*In January 2021, Markle sought “summary judgment” that Associated had breached her copyright and privacy. This meant that her lawyers asked a judge to find in her favour without a trial, on the grounds that Associated had not offered any adequate defence. Associated’s case was that a) what it had published was in the public interest; b) the Duchess had always intended the letter to be made public; and c) it had been co-written by Jason Knauf of the Kensington Palace communications team, so the copyright did not reside solely with her. It also argued that if a full trial was held, fresh evidence was likely to emerge that would vindicate its claims.

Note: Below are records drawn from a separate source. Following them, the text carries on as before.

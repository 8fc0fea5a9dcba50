//! `Describe` derive expansion.

use proc_macro2::TokenStream;
use quote::quote;
use syn::{parse_quote, DeriveInput, GenericParam, Generics, Path};

use crate::parse::{DescribeInput, DescribedField, Shape};

/// Expands `#[derive(Describe)]`.
pub fn expand_describe(item: TokenStream) -> syn::Result<TokenStream> {
    let input: DeriveInput = syn::parse2(item)?;
    let parsed = DescribeInput::parse(&input)?;

    let krate = &parsed.krate;
    let ident = &parsed.ident;
    let generics = add_describe_bounds(parsed.generics.clone(), krate);
    let (impl_generics, ty_generics, where_clause) = generics.split_for_impl();

    let body = match &parsed.shape {
        Shape::Record(fields) => {
            let fields = fields.iter().map(|field| field_tokens(field, krate));
            quote! {
                #krate::TypeDescriptor::record(::std::vec![#(#fields),*])
            }
        }
        Shape::Newtype(ty) => quote! {
            <#ty as #krate::Describe>::describe()
        },
        Shape::Unit => quote! {
            #krate::TypeDescriptor::primitive(#krate::PrimitiveType::Null)
        },
    };

    Ok(quote! {
        impl #impl_generics #krate::Describe for #ident #ty_generics #where_clause {
            fn describe() -> #krate::TypeDescriptor {
                #body
            }
        }
    })
}

fn field_tokens(field: &DescribedField, krate: &Path) -> TokenStream {
    let name = &field.name;
    let ty = &field.ty;

    if field.defaulted {
        quote! {
            #krate::Field::new(#name, <#ty as #krate::Describe>::describe(), false)
        }
    } else {
        quote! {
            #krate::Field::of::<#ty>(#name)
        }
    }
}

/// Requires every type parameter to implement `Describe`.
fn add_describe_bounds(mut generics: Generics, krate: &Path) -> Generics {
    for param in &mut generics.params {
        if let GenericParam::Type(type_param) = param {
            type_param.bounds.push(parse_quote!(#krate::Describe));
        }
    }
    generics
}
//! The root configuration type.

use std::net::SocketAddr;
use std::time::Duration;

use serde::{Deserialize, Serialize};

use somnolence_server::ServerConfig;
use somnolence_telemetry::{LogConfig, MetricsConfig, TelemetryConfig};

use crate::sections::{LogFormat, LoggingSection, ServerSection, TelemetrySection};
use crate::ConfigError;

/// Complete Somnolence configuration.
///
/// Use [`ConfigLoader`](crate::ConfigLoader) to layer files and environment
/// variables on top of the defaults.
///
/// # Example
///
/// ```
/// use somnolence_config::SomnolenceConfig;
///
/// let config = SomnolenceConfig::default();
/// assert_eq!(config.server.port, 8080);
/// assert_eq!(config.server_config().http_addr(), "0.0.0.0:8080");
/// ```
#[derive(Debug, Clone, Serialize, Deserialize, PartialEq, Eq, Default)]
#[serde(deny_unknown_fields)]
pub struct SomnolenceConfig {
    /// HTTP server settings.
    #[serde(default)]
    pub server: ServerSection,

    /// Logging and metrics settings.
    #[serde(default)]
    pub telemetry: TelemetrySection,
}

impl SomnolenceConfig {
    /// Development preset: pretty debug logs with file and line.
    #[must_use]
    pub fn development() -> Self {
        let mut config = Self::default();
        config.telemetry.logging = LoggingSection {
            level: "debug".to_string(),
            format: LogFormat::Pretty,
            span_events: true,
            file_line_info: true,
            ..LoggingSection::default()
        };
        config
    }

    /// Production preset: JSON logs at `info`.
    #[must_use]
    pub fn production() -> Self {
        let mut config = Self::default();
        config.telemetry.environment = "production".to_string();
        config
    }

    /// Validates the configuration.
    ///
    /// # Errors
    ///
    /// Returns [`ConfigError::InvalidValue`] if:
    /// - `server.host` is empty
    /// - `server.shutdown_timeout_secs` is zero
    /// - `telemetry.service_name` or `telemetry.logging.level` is empty
    /// - metrics are enabled and `telemetry.metrics.addr` is not a socket address
    pub fn validate(&self) -> Result<(), ConfigError> {
        if self.server.host.trim().is_empty() {
            return Err(ConfigError::invalid_value("server.host", "must not be empty"));
        }

        if self.server.shutdown_timeout_secs == 0 {
            return Err(ConfigError::invalid_value(
                "server.shutdown_timeout_secs",
                "must be at least 1",
            ));
        }

        if self.telemetry.service_name.trim().is_empty() {
            return Err(ConfigError::invalid_value(
                "telemetry.service_name",
                "must not be empty",
            ));
        }

        if self.telemetry.logging.level.trim().is_empty() {
            return Err(ConfigError::invalid_value(
                "telemetry.logging.level",
                "must not be empty",
            ));
        }

        if self.telemetry.metrics.enabled
            && self.telemetry.metrics.addr.parse::<SocketAddr>().is_err()
        {
            return Err(ConfigError::invalid_value(
                "telemetry.metrics.addr",
                format!("invalid socket address: {}", self.telemetry.metrics.addr),
            ));
        }

        Ok(())
    }

    /// Builds the server configuration.
    #[must_use]
    pub fn server_config(&self) -> ServerConfig {
        ServerConfig::builder()
            .host(self.server.host.clone())
            .port(self.server.port)
            .shutdown_timeout(Duration::from_secs(self.server.shutdown_timeout_secs))
            .keep_alive(self.server.keep_alive)
            .build()
    }

    /// Builds the telemetry configuration.
    #[must_use]
    pub fn telemetry_config(&self) -> TelemetryConfig {
        let section = &self.telemetry;
        let logging = &section.logging;

        TelemetryConfig::builder()
            .service_name(&section.service_name)
            .environment(&section.environment)
            .metrics(MetricsConfig {
                enabled: section.metrics.enabled,
                addr: section.metrics.addr.clone(),
                ..MetricsConfig::default()
            })
            .logging(LogConfig {
                enabled: logging.enabled,
                level: logging.level.clone(),
                json_format: logging.format == LogFormat::Json,
                span_events: logging.span_events,
                file_line_info: logging.file_line_info,
                thread_ids: false,
                include_target: logging.include_target,
            })
            .build()
    }
}

#[cfg(test)]
mod tests {
    use super::*;

    #[test]
    fn test_default_is_valid() {
        assert!(SomnolenceConfig::default().validate().is_ok());
        assert!(SomnolenceConfig::development().validate().is_ok());
        assert!(SomnolenceConfig::production().validate().is_ok());
    }

    #[test]
    fn test_validate_empty_host() {
        let mut config = SomnolenceConfig::default();
        config.server.host = "  ".to_string();
        match config.validate() {
            Err(ConfigError::InvalidValue { field, .. }) => assert_eq!(field, "server.host"),
            other => panic!("Expected InvalidValue, got {other:?}"),
        }
    }

    #[test]
    fn test_validate_zero_shutdown_timeout() {
        let mut config = SomnolenceConfig::default();
        config.server.shutdown_timeout_secs = 0;
        assert!(config.validate().is_err());
    }

    #[test]
    fn test_validate_metrics_addr_only_when_enabled() {
        let mut config = SomnolenceConfig::default();
        config.telemetry.metrics.addr = "not-an-addr".to_string();
        assert!(config.validate().is_ok());

        config.telemetry.metrics.enabled = true;
        assert!(config.validate().is_err());
    }

    #[test]
    fn test_server_config_conversion() {
        let mut config = SomnolenceConfig::default();
        config.server.host = "127.0.0.1".to_string();
        config.server.port = 3000;
        config.server.shutdown_timeout_secs = 5;
        config.server.keep_alive = false;

        let server = config.server_config();
        assert_eq!(server.http_addr(), "127.0.0.1:3000");
        assert_eq!(server.shutdown_timeout(), Duration::from_secs(5));
        assert!(!server.keep_alive());
    }

    #[test]
    fn test_telemetry_config_conversion() {
        let config = SomnolenceConfig::development();
        let telemetry = config.telemetry_config();

        assert_eq!(telemetry.service_name, "somnolence");
        assert_eq!(telemetry.logging.level, "debug");
        assert!(!telemetry.logging.json_format);
        assert!(telemetry.logging.file_line_info);
        assert!(!telemetry.metrics.enabled);
    }

    #[test]
    fn test_production_logs_json() {
        let telemetry = SomnolenceConfig::production().telemetry_config();
        assert!(telemetry.logging.json_format);
        assert_eq!(telemetry.environment, "production");
    }
}
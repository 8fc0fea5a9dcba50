//! Prometheus metrics for Somnolence.
//!
//! # Standard Metrics
//!
//! | Metric | Type | Labels | Description |
//! |--------|------|--------|-------------|
//! | `somnolence_requests_total` | Counter | `route`, `status` | Total requests |
//! | `somnolence_request_duration_seconds` | Histogram | `route` | Request latency |
//! | `somnolence_rejections_total` | Counter | `route`, `outcome` | Requests that did not succeed |
//!
//! Recording functions go through the `metrics` facade, so they are no-ops
//! until [`init_metrics`] installs a recorder.
//!
//! # Example
//!
//! ```rust,ignore
//! use somnolence_telemetry::metrics::record_request;
//!
//! record_request("/hello", 200, Duration::from_millis(3));
//! ```

use crate::error::TelemetryError;
use crate::TelemetryResult;
use metrics::{counter, describe_counter, describe_histogram, histogram};
use metrics_exporter_prometheus::{Matcher, PrometheusBuilder, PrometheusHandle};
use std::net::SocketAddr;
use std::sync::OnceLock;
use std::time::Duration;

/// Counter of completed requests.
pub const REQUESTS_TOTAL: &str = "somnolence_requests_total";

/// Histogram of request latency.
pub const REQUEST_DURATION_SECONDS: &str = "somnolence_request_duration_seconds";

/// Counter of non-success outcomes.
pub const REJECTIONS_TOTAL: &str = "somnolence_rejections_total";

/// Global metrics handle for rendering.
static METRICS_HANDLE: OnceLock<PrometheusHandle> = OnceLock::new();

/// Metrics configuration.
#[derive(Debug, Clone, PartialEq)]
pub struct MetricsConfig {
    /// Whether the Prometheus exporter is installed.
    pub enabled: bool,

    /// Address of the scrape listener (e.g., "0.0.0.0:9090").
    pub addr: String,

    /// Histogram buckets for request duration, in seconds.
    pub duration_buckets: Vec<f64>,
}

impl Default for MetricsConfig {
    fn default() -> Self {
        Self {
            enabled: false,
            addr: "0.0.0.0:9090".to_string(),
            // 1ms, 5ms, 10ms, 25ms, 50ms, 100ms, 250ms, 500ms, 1s, 2.5s, 5s, 10s
            duration_buckets: vec![
                0.001, 0.005, 0.01, 0.025, 0.05, 0.1, 0.25, 0.5, 1.0, 2.5, 5.0, 10.0,
            ],
        }
    }
}

/// Installs the Prometheus recorder and its scrape listener.
///
/// Must be called from within a Tokio runtime. Does nothing when
/// `config.enabled` is false.
///
/// # Errors
///
/// Returns `TelemetryError::InvalidAddress` for an unparsable address and
/// `TelemetryError::MetricsInit` if the recorder cannot be installed.
pub fn init_metrics(config: &MetricsConfig) -> TelemetryResult<()> {
    if !config.enabled {
        return Ok(());
    }

    let addr: SocketAddr = config
        .addr
        .parse()
        .map_err(|e| TelemetryError::InvalidAddress(format!("{}: {e}", config.addr)))?;

    let handle = PrometheusBuilder::new()
        .set_buckets_for_metric(
            Matcher::Full(REQUEST_DURATION_SECONDS.to_string()),
            &config.duration_buckets,
        )
        .map_err(|e| TelemetryError::MetricsInit(e.to_string()))?
        .with_http_listener(addr)
        .install_recorder()
        .map_err(|e| TelemetryError::MetricsInit(e.to_string()))?;

    let _ = METRICS_HANDLE.set(handle);

    register_metric_descriptions();
    tracing::info!(%addr, "Prometheus exporter listening");

    Ok(())
}

/// Renders metrics in Prometheus text format.
///
/// Returns `None` if metrics are not initialized.
#[must_use]
pub fn render_metrics() -> Option<String> {
    METRICS_HANDLE.get().map(PrometheusHandle::render)
}

fn register_metric_descriptions() {
    describe_counter!(REQUESTS_TOTAL, "Total number of requests dispatched");
    describe_histogram!(
        REQUEST_DURATION_SECONDS,
        metrics::Unit::Seconds,
        "Request dispatch duration in seconds"
    );
    describe_counter!(
        REJECTIONS_TOTAL,
        "Requests that ended in not_found, bad_request, unauthorized or internal_error"
    );
}

/// Records a completed request.
///
/// Updates:
/// - `somnolence_requests_total` (incremented)
/// - `somnolence_request_duration_seconds` (histogram observation)
pub fn record_request(route: &str, status_code: u16, duration: Duration) {
    counter!(
        REQUESTS_TOTAL,
        "route" => route.to_string(),
        "status" => status_code.to_string()
    )
    .increment(1);

    histogram!(REQUEST_DURATION_SECONDS, "route" => route.to_string())
        .record(duration.as_secs_f64());
}

/// Records a request that did not succeed, labelled by outcome
/// (e.g., "bad_request", "unauthorized").
pub fn record_outcome(route: &str, outcome: &str) {
    counter!(
        REJECTIONS_TOTAL,
        "route" => route.to_string(),
        "outcome" => outcome.to_string()
    )
    .increment(1);
}

#[cfg(test)]
mod tests {
    use super::*;

    #[test]
    fn test_default_config() {
        let config = MetricsConfig::default();
        assert!(!config.enabled);
        assert_eq!(config.addr, "0.0.0.0:9090");
        assert_eq!(config.duration_buckets.len(), 12);
    }

    #[test]
    fn test_disabled_is_noop() {
        assert!(init_metrics(&MetricsConfig::default()).is_ok());
    }

    #[test]
    fn test_invalid_address() {
        let config = MetricsConfig {
            enabled: true,
            addr: "not an address".to_string(),
            ..Default::default()
        };
        assert!(matches!(
            init_metrics(&config),
            Err(TelemetryError::InvalidAddress(_))
        ));
    }

    #[test]
    fn test_record_functions_dont_panic() {
        // No recorder installed: the facade drops these.
        record_request("/hello", 200, Duration::from_millis(10));
        record_outcome("/hello", "bad_request");
        assert!(render_metrics().is_none());
    }
}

On February 11 last year, Lord Justice Warby concluded that Markle was entitled to summary judgment on the claim for misuse of private information and on the key aspects of the claim for copyright infringement, although in the latter case some minor issues relating to Knauf remained to be tried. In his view, Associated had no real prospect of successfully defending the misuse of private information claim, and there was no compelling reason for a trial of that claim. “The letter was a communication between family members with a single addressee. Precautions were taken to ensure that it was delivered only to him. It was, in short, a personal and private letter. The claimant had a reasonable expectation that the contents of the letter would remain private. The articles interfered with that reasonable expectation.” Warby also found that the publication of the letter infringed Markle’s copyright, and that the matter of Knauf ‘s involvement, “whatever it proves to have been”, was of only “minor significance in the overall context”. As the Mail titles and other friendly newspapers had represented the Knauf business as all but destroying Markle’s case, it is worth noting what Warby had to say about it:*
The defendant’s factual and legal case on this issue both seem to me to occupy the shadowland between improbability and unreality. The case is contingent, inferential and imprecise. It cannot be described as convincing, and seems improbable. It lacks any direct evidence to support it, and it is far from clear that any such evidence will become available. It is not possible to envisage a Court concluding that Mr Knauf’s contribution to the work as a whole was more than modest. The suggestion that his contribution generated a separate copyright, as opposed to a joint one, is, in my judgment, at the very outer margins of what is realistic.
- Markle was seeking an “account of profits” as a remedy for the copyright infringement, a sum equivalent to the profits the paper made by breaching her copyright. After Warby had granted summary judgment, she made clear that, to save time and cost debating the issue any further in court, she would accept nominal damages in relation to the misuse of her private information. Associated immediately claimed that this meant the Duchess was effectively abandoning all her claims to compensation. Warby would have none of this, stating:
I accept the explanation provided on the claimant’s behalf: that she is seeking to adopt a sensible and proportionate approach to the next stages of this case. The defendant’s submission on this point does not seem to me to belong to the real world of this litigation.*
Associated produced new evidence from Knauf alleging that Markle was aware at the time the letter was written that her father might make it public and that there was at least indirect contact between her and the authors of a book, Finding Freedom, which discussed the letter. This proved, Associated argued, that the letter was never really private and that Markle herself was complicit in making its contents public.
On the day the appeal hearings began, the coverage in the Mail and its allies was dominated by just one thing: Markle had apologised to the court after having to revise her story about a briefing given on her behalf to the authors of Finding Freedom. The papers crowed that Meghan had been caught lying – indeed, she might even be charged with perjury. However, in the actual appeal, the matter of the apology scarcely figured at all, and Sir Geoffrey Vos stressed that he did not consider relevant to the appeal any of the allegations about Markle’s dealings with others over the letter. Indeed, it played only a minor role in Associated’s case in court, even though it dominated coverage of the appeal in its newspapers and those of its allies.
Associated’s case was unanimously rejected and the court found that Warby had been entirely correct in his summary judgment. As Sir Geoffrey Vos concluded: “Despite prompting from the bench, Associated Newspapers has not, even after a two-and-a-half-day hearing, clearly identified the triable issues that falsify this reasoning.” In other words, Associated’s legal team had brought nothing new and substantive to the Appeal Court.